If someone is willing to do that :) ill implement as many string functions as can think of.

Dunbaratu commented 9 years ago

The point is that when deciding what subset of the string methods to implement, a subset that accomplishes everything but is less pretty is more useful than picking a subset that is pretty but doesn't cover all the bases. StartsWith is quite literally covering a subset of the cases that indexof covers. Similarly, any sort of boolean "does it contain this substring" is a subset of the functionality of indexof. indexof tells you BOTH whether it exists or not, AND where it exists if it does.
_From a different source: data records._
//! Order repository: basket aggregation and the delivery lifecycle.
//!
//! The basket is the single `open = true` order per user. `add_item` is the
//! only write path that creates orders; `close` is the only one that ends
//! them. Both are race-free:
//!
//! - `add_item` folds "find the open basket or create one" into a single
//!   `INSERT .. ON CONFLICT` against the partial unique index on
//!   `(user_id) WHERE open`, so concurrent first adds converge on one row.
//! - `close` flips the flag with `UPDATE .. WHERE id = $1 AND open`, so a
//!   second close observes zero affected rows and reports a conflict.

use std::collections::HashMap;

use sqlx::PgPool;

use mealdrop_core::{LocationId, OrderId, UserId};

use super::RepositoryError;
use crate::models::{LineItem, NewLineItem, Order};

/// Repository for order database operations.
pub struct OrderRepository<'a> {
    pool: &'a PgPool,
}

impl<'a> OrderRepository<'a> {
    /// Create a new order repository.
    #[must_use]
    pub const fn new(pool: &'a PgPool) -> Self {
        Self { pool }
    }

    /// Merge a line item into the user's open basket, creating the basket if
    /// none exists.
    ///
    /// If the basket already carries this food, its quantity is overwritten
    /// with the incoming value (set-basket-quantity semantics, not a sum) and
    /// the stored unit price is left untouched. Otherwise the item is
    /// appended. Returns the basket's order ID either way; the caller cannot
    /// tell a fresh basket from an amended one.
    ///
    /// # Errors
    ///
    /// Returns `RepositoryError::Database` if either statement fails, e.g.
    /// on an unresolvable food or location reference.
    pub async fn add_item(
        &self,
        user_id: UserId,
        location_id: LocationId,
        item: NewLineItem,
    ) -> Result<OrderId, RepositoryError> {
        let mut tx = self.pool.begin().await?;

        // Atomic find-or-create of the open basket. The DO UPDATE arm is a
        // no-op touch so that RETURNING yields the id in both branches.
        let order_id = sqlx::query_scalar::<_, OrderId>(
            r#"
            INSERT INTO "order" (user_id, location_id)
            VALUES ($1, $2)
            ON CONFLICT (user_id) WHERE open
            DO UPDATE SET updated_at = now()
            RETURNING id
            "#,
        )
        .bind(user_id)
        .bind(location_id)
        .fetch_one(&mut *tx)
        .await?;

        sqlx::query(
            r#"
            INSERT INTO order_item (order_id, food_id, quantity, unit_price)
            VALUES ($1, $2, $3, $4)
            ON CONFLICT (order_id, food_id)
            DO UPDATE SET quantity = EXCLUDED.quantity
            "#,
        )
        .bind(order_id)
        .bind(item.food_id)
        .bind(item.quantity)
        .bind(item.unit_price)
        .execute(&mut *tx)
        .await?;

        tx.commit().await?;

        Ok(order_id)
    }

    /// Mark a delivery complete: the one-way `Open -> Closed` transition.
    ///
    /// # Errors
    ///
    /// Returns `RepositoryError::Conflict` if the order is already closed
    /// (closed orders never reopen) and `RepositoryError::NotFound` if it
    /// doesn't exist.
    pub async fn close(&self, id: OrderId) -> Result<(), RepositoryError> {
        let result =
            sqlx::query(r#"UPDATE "order" SET open = FALSE, updated_at = now() WHERE id = $1 AND open"#)
                .bind(id)
                .execute(self.pool)
                .await?;

        if result.rows_affected() == 1 {
            return Ok(());
        }

        // Zero rows: either unknown or already closed. Closed orders never
        // reopen, so the follow-up read cannot misreport a live basket.
        let exists =
            sqlx::query_scalar::<_, bool>(r#"SELECT EXISTS (SELECT 1 FROM "order" WHERE id = $1)"#)
                .bind(id)
                .fetch_one(self.pool)
                .await?;

        if exists {
            Err(RepositoryError::Conflict("delivery is closed".to_owned()))
        } else {
            Err(RepositoryError::NotFound)
        }
    }

    /// The `open` flag of the user's most recently created order.
    ///
    /// Returns `None` if the user has never ordered.
    ///
    /// # Errors
    ///
    /// Returns `RepositoryError::Database` if the query fails.
    pub async fn latest_open_flag(&self, user_id: UserId) -> Result<Option<bool>, RepositoryError> {
        let open = sqlx::query_scalar::<_, bool>(
            r#"
            SELECT open FROM "order"
            WHERE user_id = $1
            ORDER BY created_at DESC, id DESC
            LIMIT 1
            "#,
        )
        .bind(user_id)
        .fetch_optional(self.pool)
        .await?;

        Ok(open)
    }

    /// All orders with their line items, newest first.
    ///
    /// # Errors
    ///
    /// Returns `RepositoryError::Database` if a query fails.
    pub async fn list_all(&self) -> Result<Vec<Order>, RepositoryError> {
        let rows = sqlx::query_as::<_, OrderRow>(
            r#"
            SELECT id, user_id, location_id, open, created_at, updated_at
            FROM "order"
            ORDER BY created_at DESC, id DESC
            "#,
        )
        .fetch_all(self.pool)
        .await?;

        let item_rows = sqlx::query_as::<_, ItemRow>(
            r#"
            SELECT order_id, food_id, quantity, unit_price
            FROM order_item
            ORDER BY order_id
            "#,
        )
        .fetch_all(self.pool)
        .await?;

        let mut items_by_order: HashMap<OrderId, Vec<LineItem>> = HashMap::new();
        for row in item_rows {
            items_by_order.entry(row.order_id).or_default().push(row.item);
        }

        Ok(rows
            .into_iter()
            .map(|row| {
                let items = items_by_order.remove(&row.id).unwrap_or_default();
                row.into_order(items)
            })
            .collect())
    }
}

/// Row shape for the `order` table, without its items.
#[derive(sqlx::FromRow)]
struct OrderRow {
    id: OrderId,
    user_id: UserId,
    location_id: LocationId,
    open: bool,
    created_at: chrono::DateTime<chrono::Utc>,
    updated_at: chrono::DateTime<chrono::Utc>,
}

impl OrderRow {
    fn into_order(self, items: Vec<LineItem>) -> Order {
        Order {
            id: self.id,
            user_id: self.user_id,
            location_id: self.location_id,
            open: self.open,
            items,
            created_at: self.created_at,
            updated_at: self.updated_at,
        }
    }
}

/// Row shape for `order_item` joined back to its order.
#[derive(sqlx::FromRow)]
struct ItemRow {
    order_id: OrderId,
    #[sqlx(flatten)]
    item: LineItem,
}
Remember that the context of the original question was which methods to implement - a context that contains inside it the hardcoded assumption that you can't do them all. If that assumption is false, then the question itself is moot in the first place. If we can do them all, then the question isn't even worth spending any time on.

I'm just saying that IF the original assumption, implicit in the question in the first place, that we can't do them all, is true, then it would make sense to start with the ones that have the greatest range of uses.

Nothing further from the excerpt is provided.